3.7 Markdown document

In some cases, you might want to produce plain Markdown output from R Markdown (e.g., to create a document for a system that accepts Markdown input like Stack Overflow).

To create a Markdown document from R Markdown, you specify the md_document output format in the front-matter of your document:

---
title: "Habits"
author: John Doe
date: March 22, 2005
output: md_document
---

3.7.1 Markdown variants

By default, the md_document format produces “strict” Markdown (i.e., conforming to the original Markdown specification with no extensions). You can generate a different flavor of Markdown using the variant option. For example:

---
output:
  md_document:
    variant: markdown_github
---

Valid values are:

  • markdown (Full Pandoc Markdown)
  • markdown_strict (Original Markdown specification; the default)
  • markdown_github (GitHub Flavored Markdown)
  • markdown_mmd (MultiMarkdown)
  • markdown_phpextra (PHP Markdown extra)

You can also compose custom Markdown variants. For example:

---
output:
  md_document:
    variant: markdown_strict+backtick_code_blocks+autolink_bare_uris
---

See Pandoc’s Manual for all of the Markdown extensions and their names to be used in composing custom variants.

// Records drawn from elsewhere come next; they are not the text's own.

//! ferret - list filtering and service-call plumbing for UI applications
//!
//! Two loosely related subsystems bundled in one library:
//!
//! - A filterable list model that owns a base list and the filtered view a
//!   display surface renders, with snapshot/restore across suspends.
//! - An async service-call task that executes a described HTTP call off the
//!   owner's thread with bounded retry and structured failure reporting.
//!
//! # Architecture
//!
//! - [`core::list`] - Base/visible list pair, filter publishing, snapshots
//! - [`core::service`] - Declarative call descriptors and URL construction
//! - [`core::task`] - Retry loop, response parsing, event delivery
//! - [`core::error`] - Failure taxonomy with stable machine-readable codes
//! - [`search`] - Host surface trait and ready-made filter predicates
//! - [`net`] - Connectivity probing consulted before each call
//! - [`text`] - Empty-state label templating helpers
//!
//! # Filtering example
//!
//! ```
//! use ferret::search::{substring_filter, SearchHost};
//! use ferret::FilterableList;
//!
//! struct Surface {
//!     empty_label: String,
//! }
//!
//! impl SearchHost for Surface {
//!     fn show_all_on_empty(&self) -> bool {
//!         false
//!     }
//!     fn no_results_template(&self) -> &str {
//!         "No matches for \"{query}\"."
//!     }
//!     fn empty_list_text(&self) -> &str {
//!         "Nothing here yet."
//!     }
//!     fn set_empty_label(&mut self, label: String) {
//!         self.empty_label = label;
//!     }
//!     fn data_changed(&mut self) {}
//!     fn data_invalidated(&mut self) {}
//! }
//!
//! let mut surface = Surface {
//!     empty_label: String::new(),
//! };
//! let mut list = FilterableList::new(
//!     vec!["alpha".to_string(), "beta".to_string()],
//!     substring_filter(String::as_str),
//! );
//!
//! list.filter("be", &mut surface);
//! assert_eq!(list.visible(), ["beta".to_string()]);
//! ```
//!
//! # Service-call example
//!
//! ```no_run
//! use ferret::{CallEvent, JsonParser, Method, Service, ServiceCallTask};
//!
//! # async fn demo() -> ferret::Result<()> {
//! let service = Service::new("https://api.example.com/widgets", Method::Get)
//!     .param("page", "1")
//!     .constant_param("key", "abc123");
//!
//! let mut handle = ServiceCallTask::new(service, JsonParser::<Vec<String>>::new())
//!     .max_attempts(3)
//!     .spawn();
//!
//! while let Some(event) = handle.recv().await {
//!     match event {
//!         CallEvent::Progress(update) => {
//!             eprintln!("retrying: attempt {}", update.attempt);
//!         }
//!         CallEvent::Finished(outcome) => {
//!             let widgets = outcome?;
//!             println!("{} widgets", widgets.len());
//!         }
//!     }
//! }
//! # Ok(())
//! # }
//! ```

// Allow pedantic clippy warnings that are not worth fixing for this codebase
#![allow(clippy::must_use_candidate)]
#![allow(clippy::return_self_not_must_use)]
#![allow(clippy::uninlined_format_args)]
#![allow(clippy::missing_errors_doc)]

pub mod core;
pub mod net;
pub mod search;
pub mod text;

// Re-export commonly used types
pub use crate::core::error::{CallError, ParseError, Result};
pub use crate::core::list::{FilterFn, FilterRequest, FilterableList, ListSnapshot};
pub use crate::core::service::{Method, Service};
pub use crate::core::task::{
    CallEvent, CallHandle, FnParser, JsonParser, ProgressUpdate, ResponseParser, ServiceCallTask,
};
pub use crate::net::Connectivity;
pub use crate::search::SearchHost;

3.7.1.1 Publishing formats

Many popular publishing systems now accept Markdown as input. Table 3.5 shows the correct Markdown variants to use for some popular systems.

TABLE 3.5: Markdown variants for some popular publishing systems.
System Markdown Variant
GitHub Wikis markdown_github
Drupal markdown_phpextra
WordPress.com markdown_phpextra+backtick_code_blocks
StackOverflow markdown_strict+autolink_bare_uris

In many cases, you can simply copy and paste the Markdown generated by rmarkdown::render() into the editing interface of the system you are targeting. Note, however, that if you have embedded plots or other images, you will need to upload them separately and fix up their URLs to point to the uploaded location. If you intend to build websites based on R Markdown, we recommend that you use the more straightforward solutions such as blogdown (Xie, Hill, and Thomas 2017; Xie 2020a) as introduced in Section 10 instead of manually copying the Markdown content.

3.7.2 Other features

Refer to Section 3.1 for the documentation of other features of Markdown documents, including table of contents (Section 3.1.1), figure options (Section 3.1.5), header and before/after body inclusions (Section 3.1.10.2), Pandoc arguments (Section 3.1.10.5), and shared options (Section 3.1.11).